Vegas baby, uhhhh Vegas?
I was going to be generous call it the "KE Kicked-off Campus Memorial Vegas bachelor party", but in lieu of recent events I think "complete abortion" is better. Damn you cop for pulling me over on my way home from the airport and issuing me a $150 citation when I have exactly $13.56 to my name. You truly are a competent public servant who I wish dead.
Despite the excessive amounts of fear and loathing on this trip, I did have a good time, I think.
For example, seeing all the peeps was fantastic. Even DJ.
Also, riding in a stretch Hummer is a frivolous expense I can handle. Even if the ride is only 6 minutes long. YEAH! /little jon
And whiskey is always good.
That said, four days in Vegas is too much. Do not deny it.
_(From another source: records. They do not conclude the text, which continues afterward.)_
//! hoist-core library.
//!
//! Catalog model, the remote client capability, pacing policies and the
//! import engine that creates an epic/story hierarchy in a remote tracker.
//!
//! # Conventions
//!
//! - **Errors**: typed `thiserror` errors at module seams, `anyhow::Result`
//!   for file and config plumbing.
//! - **Logging**: `tracing` macros (`info!`, `warn!`, `debug!`).

pub mod client;
pub mod config;
pub mod engine;
pub mod error;
pub mod model;
pub mod pacing;
pub mod report;

pub use client::{RemoteCreationError, RemoteIssueClient};
pub use engine::{
    ImportEngine, ImportEvent, NoProgress, ProgressObserver, run_import, run_import_with_progress,
};
pub use model::{Catalog, CatalogError, ChildItemSpec, ItemLevel, ParentItemSpec, RemoteId};
pub use pacing::{BackoffPacing, FixedPacing, PacingPolicy, Pause};
pub use report::{ImportOutcome, ImportReport, LevelTally, OutcomeResult, SkipCause};
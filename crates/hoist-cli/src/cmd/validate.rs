use crate::output::{OutputMode, pretty_kv, pretty_section, render_mode};
use anyhow::Result;
use clap::Args;
use hoist_core::Catalog;
use serde::Serialize;
use std::io::{self, Write};
use std::path::PathBuf;

#[derive(Args, Debug)]
pub struct ValidateArgs {
    /// Catalog file (.toml or .json) to check.
    #[arg(long, value_name = "FILE")]
    pub catalog: PathBuf,
}

#[derive(Debug, Serialize)]
struct CatalogStats {
    valid: bool,
    path: String,
    epics: usize,
    stories: usize,
    planned_points: u64,
    empty_epics: Vec<String>,
}

impl CatalogStats {
    fn new(path: String, catalog: &Catalog) -> Self {
        Self {
            valid: true,
            path,
            epics: catalog.parent_count(),
            stories: catalog.child_count(),
            planned_points: catalog.planned_points(),
            empty_epics: catalog
                .items()
                .iter()
                .filter(|epic| epic.children.is_empty())
                .map(|epic| epic.title.clone())
                .collect(),
        }
    }
}

/// Parse and check a catalog. Never reads credentials or touches the network.
pub fn run_validate(args: &ValidateArgs, output: OutputMode) -> Result<()> {
    let catalog = super::load_catalog(&args.catalog)?;
    let stats = CatalogStats::new(args.catalog.display().to_string(), &catalog);
    render_mode(output, &stats, render_text, render_pretty)
}

fn render_pretty(stats: &CatalogStats, w: &mut dyn Write) -> io::Result<()> {
    pretty_section(w, "CATALOG OK")?;
    pretty_kv(w, "File", &stats.path)?;
    pretty_kv(w, "Epics", stats.epics.to_string())?;
    pretty_kv(w, "Stories", stats.stories.to_string())?;
    pretty_kv(w, "Points", stats.planned_points.to_string())?;
    if !stats.empty_epics.is_empty() {
        pretty_kv(w, "No stories", stats.empty_epics.join(", "))?;
    }
    Ok(())
}

fn render_text(stats: &CatalogStats, w: &mut dyn Write) -> io::Result<()> {
    writeln!(
        w,
        "ok epics={} stories={} points={}",
        stats.epics, stats.stories, stats.planned_points
    )
}

#[cfg(test)]
mod tests {
    use super::*;
    use hoist_core::{ChildItemSpec, ParentItemSpec};

    #[test]
    fn stats_count_items_and_points() {
        let catalog = Catalog::new(vec![
            ParentItemSpec::new("Foundation", "Foundation")
                .with_child(ChildItemSpec::new("Init", "", 3))
                .with_child(ChildItemSpec::new("Build", "", 5)),
            ParentItemSpec::new("Later", "Later"),
        ])
        .expect("valid");

        let stats = CatalogStats::new("catalog.toml".to_string(), &catalog);
        assert_eq!(stats.epics, 2);
        assert_eq!(stats.stories, 2);
        assert_eq!(stats.planned_points, 8);
        assert_eq!(stats.empty_epics, vec!["Later".to_string()]);

        let mut buf = Vec::new();
        render_text(&stats, &mut buf).expect("render");
        assert_eq!(
            String::from_utf8(buf).expect("utf8"),
            "ok epics=2 stories=2 points=8\n"
        );
    }
}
By the end I was breathing out some sort of THC/nicotine-based mist and hallucinating due to sleep deprivation and over-stimulation of the senses.
But walking back from the buffet using all of my severely limited mental capabilities to keep from vomiting all over the casino was a good challenge.
I will get into more details later, but I'm tired as shit right now and need to relax to some quality television. Ok lets see ... Domino? Damn you HBO!
2 comments:
my lungs still hurt...as does my checking account. good times though. sucks that you got a ticket...i'm picturing you rocking out to the great sammy hagar...i can't drive fifty-five...
for the record...sammy hagar sucks.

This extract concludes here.